◆ Problem statement: Look through the listing below and report the lines that have the word "away" in them.

*** Exercise input Section Begins ***

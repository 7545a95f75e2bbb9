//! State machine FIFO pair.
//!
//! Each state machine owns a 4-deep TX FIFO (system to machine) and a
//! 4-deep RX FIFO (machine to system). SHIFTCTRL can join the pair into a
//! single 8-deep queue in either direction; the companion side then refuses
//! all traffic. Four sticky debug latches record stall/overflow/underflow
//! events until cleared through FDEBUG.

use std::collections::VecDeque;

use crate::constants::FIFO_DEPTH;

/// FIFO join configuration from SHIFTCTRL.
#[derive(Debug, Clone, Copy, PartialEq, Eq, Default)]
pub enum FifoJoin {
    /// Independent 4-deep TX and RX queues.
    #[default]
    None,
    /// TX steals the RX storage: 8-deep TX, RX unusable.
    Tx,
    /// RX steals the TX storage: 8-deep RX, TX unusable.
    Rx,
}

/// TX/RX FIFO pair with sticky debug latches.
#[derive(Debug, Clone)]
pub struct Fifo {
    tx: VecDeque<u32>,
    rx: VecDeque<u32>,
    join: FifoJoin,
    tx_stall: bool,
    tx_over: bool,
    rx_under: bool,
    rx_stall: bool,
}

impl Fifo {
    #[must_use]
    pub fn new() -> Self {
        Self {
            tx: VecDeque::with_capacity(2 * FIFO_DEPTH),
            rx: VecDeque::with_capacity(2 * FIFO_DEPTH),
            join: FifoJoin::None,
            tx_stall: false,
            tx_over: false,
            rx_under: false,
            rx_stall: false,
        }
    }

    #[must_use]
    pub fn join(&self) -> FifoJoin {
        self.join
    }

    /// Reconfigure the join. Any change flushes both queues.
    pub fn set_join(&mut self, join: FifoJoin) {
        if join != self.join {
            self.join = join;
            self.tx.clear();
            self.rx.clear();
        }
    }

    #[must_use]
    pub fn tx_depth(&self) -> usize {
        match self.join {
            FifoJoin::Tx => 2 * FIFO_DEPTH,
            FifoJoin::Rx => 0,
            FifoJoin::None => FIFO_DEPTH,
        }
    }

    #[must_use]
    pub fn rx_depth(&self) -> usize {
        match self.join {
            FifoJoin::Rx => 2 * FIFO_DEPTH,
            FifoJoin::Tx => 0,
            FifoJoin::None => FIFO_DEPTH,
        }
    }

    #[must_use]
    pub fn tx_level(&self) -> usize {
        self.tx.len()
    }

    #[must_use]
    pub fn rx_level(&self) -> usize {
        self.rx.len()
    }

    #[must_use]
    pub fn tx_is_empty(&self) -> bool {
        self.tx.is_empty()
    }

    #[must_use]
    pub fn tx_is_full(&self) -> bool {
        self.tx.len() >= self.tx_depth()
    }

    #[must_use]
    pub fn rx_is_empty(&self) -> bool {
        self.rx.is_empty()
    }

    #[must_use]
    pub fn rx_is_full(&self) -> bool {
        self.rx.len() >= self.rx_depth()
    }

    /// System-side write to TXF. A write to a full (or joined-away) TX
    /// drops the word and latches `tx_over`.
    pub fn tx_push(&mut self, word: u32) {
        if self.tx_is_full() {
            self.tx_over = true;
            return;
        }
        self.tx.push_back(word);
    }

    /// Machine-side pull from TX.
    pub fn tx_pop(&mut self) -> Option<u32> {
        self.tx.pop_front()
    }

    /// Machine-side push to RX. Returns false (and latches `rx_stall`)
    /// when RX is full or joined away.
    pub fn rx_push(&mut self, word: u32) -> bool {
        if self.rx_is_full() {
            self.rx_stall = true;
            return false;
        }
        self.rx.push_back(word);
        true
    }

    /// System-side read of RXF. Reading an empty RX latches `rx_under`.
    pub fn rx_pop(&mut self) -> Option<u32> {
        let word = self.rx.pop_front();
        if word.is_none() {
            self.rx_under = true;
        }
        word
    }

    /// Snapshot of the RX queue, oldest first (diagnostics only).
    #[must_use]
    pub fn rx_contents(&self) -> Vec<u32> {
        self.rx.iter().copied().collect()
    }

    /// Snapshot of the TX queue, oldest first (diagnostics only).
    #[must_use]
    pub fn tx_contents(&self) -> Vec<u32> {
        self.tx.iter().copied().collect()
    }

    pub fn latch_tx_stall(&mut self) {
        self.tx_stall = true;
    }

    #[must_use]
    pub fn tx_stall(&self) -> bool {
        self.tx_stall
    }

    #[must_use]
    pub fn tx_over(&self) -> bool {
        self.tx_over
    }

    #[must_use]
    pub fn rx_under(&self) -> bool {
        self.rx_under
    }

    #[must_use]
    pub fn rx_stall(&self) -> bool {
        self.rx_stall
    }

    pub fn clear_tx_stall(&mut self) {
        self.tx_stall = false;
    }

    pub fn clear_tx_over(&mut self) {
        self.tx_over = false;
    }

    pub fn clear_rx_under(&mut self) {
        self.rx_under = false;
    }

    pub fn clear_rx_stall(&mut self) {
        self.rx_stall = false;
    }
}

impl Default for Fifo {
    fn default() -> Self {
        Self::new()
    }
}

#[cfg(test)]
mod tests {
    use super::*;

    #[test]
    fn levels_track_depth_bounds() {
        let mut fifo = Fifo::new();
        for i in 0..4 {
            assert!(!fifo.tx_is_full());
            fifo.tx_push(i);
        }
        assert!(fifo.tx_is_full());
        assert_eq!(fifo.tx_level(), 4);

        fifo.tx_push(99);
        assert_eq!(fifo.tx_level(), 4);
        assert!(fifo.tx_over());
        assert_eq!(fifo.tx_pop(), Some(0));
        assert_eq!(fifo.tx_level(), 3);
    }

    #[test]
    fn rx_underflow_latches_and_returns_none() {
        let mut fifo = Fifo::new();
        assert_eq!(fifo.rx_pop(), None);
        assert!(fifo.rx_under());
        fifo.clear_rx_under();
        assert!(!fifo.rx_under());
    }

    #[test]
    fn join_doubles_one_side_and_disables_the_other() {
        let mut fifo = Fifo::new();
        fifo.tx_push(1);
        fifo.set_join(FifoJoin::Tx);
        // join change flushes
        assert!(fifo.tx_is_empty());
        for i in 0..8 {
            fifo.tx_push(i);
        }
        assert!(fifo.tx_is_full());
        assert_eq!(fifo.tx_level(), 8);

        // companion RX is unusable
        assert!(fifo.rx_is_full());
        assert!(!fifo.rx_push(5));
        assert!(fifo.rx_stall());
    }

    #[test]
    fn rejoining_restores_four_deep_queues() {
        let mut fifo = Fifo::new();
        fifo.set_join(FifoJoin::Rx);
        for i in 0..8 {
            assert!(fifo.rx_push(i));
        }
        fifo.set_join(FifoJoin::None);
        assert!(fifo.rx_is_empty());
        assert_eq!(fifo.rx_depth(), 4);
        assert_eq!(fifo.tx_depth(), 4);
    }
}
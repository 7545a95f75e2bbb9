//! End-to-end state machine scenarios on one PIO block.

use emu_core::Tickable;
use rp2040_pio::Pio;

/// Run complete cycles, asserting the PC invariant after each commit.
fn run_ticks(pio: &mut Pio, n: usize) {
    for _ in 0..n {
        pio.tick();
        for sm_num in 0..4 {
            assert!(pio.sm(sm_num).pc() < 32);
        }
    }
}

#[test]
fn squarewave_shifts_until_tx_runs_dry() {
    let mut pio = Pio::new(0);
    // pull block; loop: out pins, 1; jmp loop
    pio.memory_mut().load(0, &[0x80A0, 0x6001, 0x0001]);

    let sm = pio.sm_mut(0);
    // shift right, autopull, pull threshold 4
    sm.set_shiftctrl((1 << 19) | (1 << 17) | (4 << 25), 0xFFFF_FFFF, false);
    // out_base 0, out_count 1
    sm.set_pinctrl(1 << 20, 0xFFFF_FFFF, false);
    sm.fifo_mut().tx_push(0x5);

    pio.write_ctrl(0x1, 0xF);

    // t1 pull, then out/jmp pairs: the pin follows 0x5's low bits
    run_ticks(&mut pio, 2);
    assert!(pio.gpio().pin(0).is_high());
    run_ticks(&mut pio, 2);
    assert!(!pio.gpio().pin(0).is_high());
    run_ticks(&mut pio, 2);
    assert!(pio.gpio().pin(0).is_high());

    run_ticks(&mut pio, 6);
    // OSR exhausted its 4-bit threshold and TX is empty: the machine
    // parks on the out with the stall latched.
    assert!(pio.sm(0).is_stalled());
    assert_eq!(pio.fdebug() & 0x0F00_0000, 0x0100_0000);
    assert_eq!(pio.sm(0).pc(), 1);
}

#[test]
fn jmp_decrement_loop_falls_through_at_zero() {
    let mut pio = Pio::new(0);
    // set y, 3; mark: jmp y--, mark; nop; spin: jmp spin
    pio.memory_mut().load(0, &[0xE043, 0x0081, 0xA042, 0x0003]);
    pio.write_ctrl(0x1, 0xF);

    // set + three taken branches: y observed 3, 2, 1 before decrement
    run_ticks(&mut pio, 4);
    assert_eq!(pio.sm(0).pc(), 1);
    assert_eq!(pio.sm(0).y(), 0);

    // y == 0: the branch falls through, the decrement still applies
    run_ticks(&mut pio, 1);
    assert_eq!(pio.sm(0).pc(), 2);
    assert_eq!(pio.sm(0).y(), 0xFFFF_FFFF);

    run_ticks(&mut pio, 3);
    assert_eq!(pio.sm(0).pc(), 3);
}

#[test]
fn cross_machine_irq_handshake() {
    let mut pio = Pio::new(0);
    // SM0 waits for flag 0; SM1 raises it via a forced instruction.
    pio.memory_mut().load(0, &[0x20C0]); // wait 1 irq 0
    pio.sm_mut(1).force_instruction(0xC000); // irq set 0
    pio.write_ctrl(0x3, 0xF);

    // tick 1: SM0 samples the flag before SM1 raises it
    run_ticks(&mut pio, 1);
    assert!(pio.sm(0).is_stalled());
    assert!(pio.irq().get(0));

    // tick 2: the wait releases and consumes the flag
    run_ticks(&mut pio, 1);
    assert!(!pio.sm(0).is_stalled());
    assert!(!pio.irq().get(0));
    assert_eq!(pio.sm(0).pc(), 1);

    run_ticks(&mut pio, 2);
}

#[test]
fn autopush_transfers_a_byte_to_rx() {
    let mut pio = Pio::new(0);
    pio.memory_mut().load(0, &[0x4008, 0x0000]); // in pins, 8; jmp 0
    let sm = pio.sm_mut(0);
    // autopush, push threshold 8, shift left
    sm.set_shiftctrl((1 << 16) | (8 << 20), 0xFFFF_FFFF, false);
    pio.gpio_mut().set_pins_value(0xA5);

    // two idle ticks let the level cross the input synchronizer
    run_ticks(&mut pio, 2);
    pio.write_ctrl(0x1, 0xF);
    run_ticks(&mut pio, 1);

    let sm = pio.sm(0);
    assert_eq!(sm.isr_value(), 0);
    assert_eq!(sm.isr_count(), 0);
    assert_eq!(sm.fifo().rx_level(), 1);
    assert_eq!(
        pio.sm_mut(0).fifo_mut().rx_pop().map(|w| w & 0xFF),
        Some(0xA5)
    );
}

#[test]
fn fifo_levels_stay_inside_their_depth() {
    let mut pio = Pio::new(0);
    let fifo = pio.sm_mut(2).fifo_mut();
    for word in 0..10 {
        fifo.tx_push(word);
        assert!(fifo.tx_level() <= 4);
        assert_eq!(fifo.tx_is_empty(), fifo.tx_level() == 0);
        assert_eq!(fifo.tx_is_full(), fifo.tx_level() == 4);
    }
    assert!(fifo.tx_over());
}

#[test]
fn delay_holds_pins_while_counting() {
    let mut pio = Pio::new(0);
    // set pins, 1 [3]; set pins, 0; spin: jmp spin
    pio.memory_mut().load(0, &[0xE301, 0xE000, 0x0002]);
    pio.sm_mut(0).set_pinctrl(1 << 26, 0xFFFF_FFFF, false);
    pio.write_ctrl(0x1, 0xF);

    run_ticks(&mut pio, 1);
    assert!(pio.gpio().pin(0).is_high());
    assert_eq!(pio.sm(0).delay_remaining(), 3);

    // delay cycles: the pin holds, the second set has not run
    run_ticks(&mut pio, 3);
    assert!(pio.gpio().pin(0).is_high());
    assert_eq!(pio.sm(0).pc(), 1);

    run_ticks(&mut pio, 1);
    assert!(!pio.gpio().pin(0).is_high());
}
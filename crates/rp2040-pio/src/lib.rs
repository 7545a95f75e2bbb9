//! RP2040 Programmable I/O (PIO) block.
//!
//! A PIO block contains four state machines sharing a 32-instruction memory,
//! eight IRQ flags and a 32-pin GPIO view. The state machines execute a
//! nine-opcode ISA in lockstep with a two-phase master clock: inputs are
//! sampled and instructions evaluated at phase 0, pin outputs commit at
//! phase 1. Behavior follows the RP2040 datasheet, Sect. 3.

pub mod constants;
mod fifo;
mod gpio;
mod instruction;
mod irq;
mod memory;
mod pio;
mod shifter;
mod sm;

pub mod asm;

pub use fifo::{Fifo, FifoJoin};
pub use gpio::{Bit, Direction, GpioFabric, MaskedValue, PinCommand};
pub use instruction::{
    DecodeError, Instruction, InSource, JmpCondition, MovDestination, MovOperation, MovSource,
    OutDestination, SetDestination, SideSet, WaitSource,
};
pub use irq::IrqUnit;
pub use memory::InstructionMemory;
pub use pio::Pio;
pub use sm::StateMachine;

*** Exercise input Section Ends ***

◆ Your solution:
    /// System-side write to TXF. A write to a full (or joined-away) TX
    /// when RX is full or joined away.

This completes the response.